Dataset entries
◇ ◇ ◇ ◇ ◇

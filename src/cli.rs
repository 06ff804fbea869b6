//! Command-line surface of the `wirecheck` binary.

use std::path::PathBuf;

use clap::{Parser, Subcommand};

use wirecheck::cards::AccessLevel;

#[derive(Parser, Debug)]
#[command(
    name = "wirecheck",
    version,
    about = "Wire-harness continuity tester with an RFID-gated interlock"
)]
pub struct Cli {
    /// Use the simulated rig even when built with the `rpi` feature
    #[arg(long, global = true)]
    pub sim: bool,

    /// Defaults to `run` with the built-in harness
    #[command(subcommand)]
    pub command: Option<Commands>,
}

impl Cli {
    pub fn into_command(self) -> Commands {
        self.command.unwrap_or(Commands::Run { config: None })
    }
}

#[derive(Subcommand, Debug, PartialEq, Eq)]
pub enum Commands {
    /// Scan until `quit`, end of input, Ctrl+C or SIGTERM
    Run {
        /// System config (JSON); defaults are used when omitted
        config: Option<PathBuf>,
    },

    /// Discover the harness wiring and write a config from it
    Teach {
        /// Config file to write
        out: PathBuf,

        #[arg(long, default_value = "Taught harness")]
        product_name: String,

        #[arg(long, default_value = "TAUGHT")]
        product_no: String,
    },

    /// Manage the authorized card file
    Cards {
        /// Card registry (JSON)
        file: PathBuf,

        #[command(subcommand)]
        action: CardCommands,
    },
}

#[derive(Subcommand, Debug, PartialEq, Eq)]
pub enum CardCommands {
    /// Print every registered card
    List,

    /// Register a card
    Add {
        id: String,
        name: String,

        #[arg(long, value_enum, default_value_t = AccessLevel::Operator)]
        level: AccessLevel,
    },

    /// Remove a card
    Remove { id: String },
}
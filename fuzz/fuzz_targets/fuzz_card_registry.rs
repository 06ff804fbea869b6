//! Fuzz target: `CardRegistry::from_json`
//!
//! Arbitrary registry documents must never panic, never exceed the card
//! cap, and never yield ids that fail a trimmed lookup.
//!
//! cargo fuzz run fuzz_card_registry

#![no_main]

use libfuzzer_sys::fuzz_target;
use wirecheck::cards::{CardRegistry, MAX_CARDS};

fuzz_target!(|data: &[u8]| {
    let Ok(text) = std::str::from_utf8(data) else {
        return;
    };
    let Ok(registry) = CardRegistry::from_json(text) else {
        return;
    };

    assert!(registry.len() <= MAX_CARDS);
    for card in registry.list() {
        assert_eq!(card.card_id.trim(), card.card_id);
        assert!(registry.lookup(&format!(" {} ", card.card_id)).is_some());
    }
});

◇ ◇ ◇ ◇ ◇

## What to produce:
Only a number is wanted here: the count of lines in the data that contain the string "Parser".

## The answer:
2